Planting chestnuts
When I was a child, the streets of New York City were full of chestnut men. Fifty and sixty years ago, the pushcart vendors who today might sell hot dogs or falafel sold hot roasted chestnuts. You bought them by the paper bag full. Their tops were cut with crosses so you could peel off the skins.
Their dense, earthy smell sticks in my memory, as smells do. Sour and grubby as the subway, ever-present as the crowds, they were one of New York’s defining mysteries for me, a suburban child.
I didn’t know why the chestnut men were there, and I didn’t know why most of them had disappeared before I moved to the city as an adult. Had I considered the question, I would have guessed the tides of immigration had washed out the old vendors and deposited a new set from places where chestnuts weren’t so well known – and I wouldn’t have been altogether wrong. But another sort of immigration was the real culprit.
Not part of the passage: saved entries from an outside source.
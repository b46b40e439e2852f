//! Spatial index over labeled annotation polygons.
//!
//! The index owns a validated copy of every polygon in an arena and groups
//! arena slots into a coarse grid of square buckets keyed by
//! `(floor(x / bucket), floor(y / bucket))`. A query walks only the buckets
//! its footprint touches, then computes exact intersection areas by clipping
//! each candidate against the footprint. Polygons whose bounding box would
//! span too many buckets are kept in a separate list checked by every query,
//! so index memory is bounded by the annotation count, not their extent.

use std::collections::HashMap;

use image::GrayImage;
use tracing::debug;

use crate::error::{AnnotationGeometryError, ConfigurationError, GeometryDefect};

use super::geometry::{validate_ring, Polygon, Rect};
use super::mask::{paint_polygon, LabelMask, MAX_MASK_CLASSES};

/// Default bucket edge length in annotation-space units.
pub const DEFAULT_BUCKET_SIZE: f64 = 2048.0;

/// Annotations spanning more buckets than this go to the oversized list.
const MAX_BUCKETS_PER_ANNOTATION: i64 = 256;

/// A polygon region with a class label, in annotation space.
#[derive(Debug, Clone, PartialEq)]
pub struct Annotation {
    pub label: String,
    pub polygon: Polygon,
}

impl Annotation {
    pub fn new(label: impl Into<String>, polygon: Polygon) -> Self {
        Self {
            label: label.into(),
            polygon,
        }
    }
}

/// One annotation overlapping a footprint.
#[derive(Debug, Clone, Copy, PartialEq)]
pub struct Intersection<'a> {
    /// Position in the original annotation order
    pub index: usize,
    pub label: &'a str,
    /// Intersection area in annotation-space units
    pub area: f64,
}

#[derive(Debug)]
struct Entry {
    label: String,
    polygon: Polygon,
    bbox: Rect,
    /// 1-based position of the label in the class table
    class_id: usize,
}

/// Read-only spatial index answering label queries for tile footprints.
#[derive(Debug)]
pub struct AnnotationIndex {
    entries: Vec<Entry>,
    buckets: HashMap<(i64, i64), Vec<u32>>,
    oversized: Vec<u32>,
    bucket_size: f64,
    classes: Vec<String>,
}

impl AnnotationIndex {
    /// Validate and index a set of annotations.
    ///
    /// # Errors
    ///
    /// Returns the first malformed ring found, in annotation order.
    pub fn new(annotations: &[Annotation]) -> Result<Self, AnnotationGeometryError> {
        Self::with_bucket_size(annotations, DEFAULT_BUCKET_SIZE)
    }

    /// Like [`AnnotationIndex::new`] with an explicit bucket size.
    ///
    /// Non-positive or non-finite sizes fall back to [`DEFAULT_BUCKET_SIZE`].
    pub fn with_bucket_size(
        annotations: &[Annotation],
        bucket_size: f64,
    ) -> Result<Self, AnnotationGeometryError> {
        let bucket_size = if bucket_size.is_finite() && bucket_size > 0.0 {
            bucket_size
        } else {
            DEFAULT_BUCKET_SIZE
        };

        let mut index = Self {
            entries: Vec::with_capacity(annotations.len()),
            buckets: HashMap::new(),
            oversized: Vec::new(),
            bucket_size,
            classes: Vec::new(),
        };

        for (position, annotation) in annotations.iter().enumerate() {
            let (polygon, bbox) = validated(position, annotation)?;

            let class_id = match index.classes.iter().position(|c| *c == annotation.label) {
                Some(existing) => existing + 1,
                None => {
                    index.classes.push(annotation.label.clone());
                    index.classes.len()
                }
            };

            let slot = position as u32;
            let (x0, y0, x1, y1) = index.bucket_range(&bbox);
            let span = (x1 - x0 + 1).saturating_mul(y1 - y0 + 1);
            if span > MAX_BUCKETS_PER_ANNOTATION {
                index.oversized.push(slot);
            } else {
                for by in y0..=y1 {
                    for bx in x0..=x1 {
                        index.buckets.entry((bx, by)).or_default().push(slot);
                    }
                }
            }

            index.entries.push(Entry {
                label: annotation.label.clone(),
                polygon,
                bbox,
                class_id,
            });
        }

        debug!(
            annotations = index.entries.len(),
            classes = index.classes.len(),
            buckets = index.buckets.len(),
            oversized = index.oversized.len(),
            "Built annotation index"
        );

        Ok(index)
    }

    pub fn len(&self) -> usize {
        self.entries.len()
    }

    pub fn is_empty(&self) -> bool {
        self.entries.is_empty()
    }

    /// Distinct labels in order of first appearance. Class id = position + 1.
    pub fn classes(&self) -> &[String] {
        &self.classes
    }

    /// Class id of a label (0 is reserved for background).
    pub fn class_id(&self, label: &str) -> Option<usize> {
        self.classes.iter().position(|c| c == label).map(|p| p + 1)
    }

    /// Label of the annotation that best covers `footprint`, if any.
    ///
    /// An annotation qualifies when `intersection / footprint area` is at
    /// least `threshold` and the intersection is non-empty. The largest
    /// intersection wins; equal areas go to the earliest annotation.
    pub fn label_for(&self, footprint: &Rect, threshold: f64) -> Option<&str> {
        self.label_for_classes(footprint, threshold, None)
    }

    /// [`AnnotationIndex::label_for`] restricted to annotations whose label
    /// is in `classes`.
    pub fn label_for_classes(
        &self,
        footprint: &Rect,
        threshold: f64,
        classes: Option<&[String]>,
    ) -> Option<&str> {
        let tile_area = footprint.area();
        if tile_area <= 0.0 {
            return None;
        }

        let mut best: Option<Intersection<'_>> = None;
        for hit in self.hits(footprint, classes) {
            if hit.area / tile_area < threshold {
                continue;
            }
            if best.map_or(true, |b| hit.area > b.area) {
                best = Some(hit);
            }
        }
        best.map(|b| b.label)
    }

    /// Every annotation overlapping `footprint`, in original order.
    pub fn intersections(&self, footprint: &Rect) -> Vec<Intersection<'_>> {
        self.hits(footprint, None)
    }

    /// Rasterize the annotations overlapping `footprint` into a
    /// `width` x `height` mask.
    ///
    /// Single-label masks paint annotations in descending area of their
    /// clipped exterior (holes not subtracted), so smaller annotations stay
    /// visible on top of larger ones, including ones sitting in a hole.
    ///
    /// # Errors
    ///
    /// Fails when the index has more classes than a `u8` mask can hold.
    pub fn mask_for(
        &self,
        footprint: &Rect,
        width: u32,
        height: u32,
        multilabel: bool,
        classes: Option<&[String]>,
    ) -> Result<LabelMask, ConfigurationError> {
        if self.classes.len() > MAX_MASK_CLASSES {
            return Err(ConfigurationError::TooManyClasses(self.classes.len()));
        }

        let hits = self.hits(footprint, classes);

        if multilabel {
            let mut channels = vec![GrayImage::new(width, height); self.classes.len()];
            for hit in &hits {
                let entry = &self.entries[hit.index];
                paint_polygon(&mut channels[entry.class_id - 1], &entry.polygon, footprint, 1);
            }
            return Ok(LabelMask::Multi(channels));
        }

        let mut order: Vec<(f64, &Entry)> = hits
            .iter()
            .map(|hit| {
                let entry = &self.entries[hit.index];
                (entry.polygon.exterior_intersection_area(footprint), entry)
            })
            .collect();
        // Stable sort keeps original order for equal areas
        order.sort_by(|a, b| b.0.total_cmp(&a.0));
        let mut mask = GrayImage::new(width, height);
        for (_, entry) in order {
            paint_polygon(&mut mask, &entry.polygon, footprint, entry.class_id as u8);
        }
        Ok(LabelMask::Single(mask))
    }

    /// Overlapping annotations with a positive intersection area, ascending
    /// by original index.
    fn hits(&self, footprint: &Rect, classes: Option<&[String]>) -> Vec<Intersection<'_>> {
        self.candidates(footprint)
            .into_iter()
            .filter_map(|slot| {
                let entry = &self.entries[slot as usize];
                if let Some(classes) = classes {
                    if !classes.iter().any(|c| *c == entry.label) {
                        return None;
                    }
                }
                let area = entry.polygon.intersection_area(footprint);
                (area > 0.0).then_some(Intersection {
                    index: slot as usize,
                    label: entry.label.as_str(),
                    area,
                })
            })
            .collect()
    }

    /// Arena slots whose bounding box overlaps `footprint`, sorted.
    fn candidates(&self, footprint: &Rect) -> Vec<u32> {
        let (x0, y0, x1, y1) = self.bucket_range(footprint);
        let span = (x1 - x0 + 1).saturating_mul(y1 - y0 + 1);

        let mut slots: Vec<u32> = if span > self.buckets.len() as i64 {
            // Footprint larger than the populated grid: scan the arena
            (0..self.entries.len() as u32).collect()
        } else {
            let mut slots = self.oversized.clone();
            for by in y0..=y1 {
                for bx in x0..=x1 {
                    if let Some(bucket) = self.buckets.get(&(bx, by)) {
                        slots.extend_from_slice(bucket);
                    }
                }
            }
            slots.sort_unstable();
            slots.dedup();
            slots
        };

        slots.retain(|&slot| self.entries[slot as usize].bbox.overlaps(footprint));
        slots
    }

    fn bucket_range(&self, rect: &Rect) -> (i64, i64, i64, i64) {
        let key = |v: f64| (v / self.bucket_size).floor() as i64;
        (key(rect.min_x), key(rect.min_y), key(rect.max_x), key(rect.max_y))
    }
}

fn validated(
    position: usize,
    annotation: &Annotation,
) -> Result<(Polygon, Rect), AnnotationGeometryError> {
    let error = |ring: String, defect| AnnotationGeometryError {
        index: position,
        label: annotation.label.clone(),
        ring,
        defect,
    };

    let polygon = annotation.polygon.normalized();
    let rings = std::iter::once(("exterior".to_string(), &polygon.exterior)).chain(
        polygon
            .holes
            .iter()
            .enumerate()
            .map(|(i, hole)| (format!("hole {}", i), hole)),
    );

    for (ring, points) in rings {
        validate_ring(points).map_err(|defect| error(ring, defect))?;
    }

    let bbox = polygon
        .bounding_box()
        .ok_or_else(|| error("exterior".to_string(), GeometryDefect::TooFewVertices))?;
    Ok((polygon, bbox))
}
Here’s some of what I didn’t know:
Until the turn of the twentieth century, the Northeast and Midwest were covered with chestnut forests. There were more chestnuts than any other kind of tree – they accounted for maybe a quarter of the forest. They were tall, strong, spreading, long-lived trees. Chestnuts were a staple food for Native Americans, they were a staple food for European settlers, and they were a staple food for pigs and other domesticated animals.
At some point, nurserymen began to import Asian chestnuts. I’m still not sure why anyone thought imports were needed, but imported they were, along with the microbes that lived on them. Microorganisms that happily coexisted with Asian chestnuts did not get along well with American chestnuts, and American species couldn’t evolve quickly enough. About 1904, American chestnuts began to die of a blight, or fungus, that had arrived with the Asian chestnut. By mid-century, billions of big trees were dead or dying. By the 1970s, when I moved to New York, they were nearly gone.
Today, American chestnuts still sprout and grow to nut-producing age; then they quickly succumb to the blight and die. There are plenty of young trees but no mature ones. There are also Asian chestnuts growing in North America, but they haven’t repopulated the forests, and more important, they don’t support the insect life that in turn supports the forest birds and mammals. And chestnuts are no longer a staple food, even though every December, as we stroll through the stores, we still hear pleasant songs about chestnuts roasting on an open fire.
Sometime in the mid-twentieth century, a Minnesota farmer saw a healthy chestnut tree – one tree! – amid all his dead and dying trees. A single tree with a random mutation that allowed it to resist the blight. He took cuttings from it and grafted it onto Asian rootstock. The American Chestnut Foundation, formed in 1983, began intensively breeding these trees, back-crossing the hybrids with surviving American chestnuts to produce a cultivar that was as much as possible like the old American chestnut but still blight-resistant. Thirty years later, trees from this program are beginning to be introduced to the world. Thousands are now being used to reforest the Palmerton Zinc Pile Superfund site in Palmerton, Pennsylvania.
In our neighborhood, the folks at the Catskill Native Nursery got hold of some of these restoration chestnuts, and a few weeks ago they wrote about them on their Facebook page. Kim and I ran out and bought two of them, and he planted them in our meadow – the site of an old gravel mine that we’re trying to restore to forest. Next spring, we’ll plant some companions for them – berries and shrubs that do well with chestnuts, ramps and garlic and wild scallions to keep the grasses at bay, native wildflowers to attract pollinators, plants with deep taproots to bring up minerals, clover to add nitrogen to the soil.
We may not live to see the trees produce chestnuts. We probably won’t live to find out whether the trees are truly blight-resistant or whether they can support the other species that depended on the American chestnut. And I know we won’t live long enough to see the trees establish a new forest. But we can hope.
Update: I’ve conflated two entirely different restoration projects. The Dunstan chestnut trees, which we bought, should be blight-resistant and produce good chestnuts that are similar to older American varieties, but they’re hybrids and probably won’t produce many – or any – blight-resistant offspring. You can reproduce them clonally, through cuttings, which is fine for an orchard but not fine for a continent-wide forest. The American Chestnut Foundation is working on creating a stable variety that should be able to repopulate forests. Those aren’t available yet (except in small quantities, in exchange for large donations to the foundation), but they should be available in quantity in the next few years. And that’s when we’ll start trying to regrow the forest.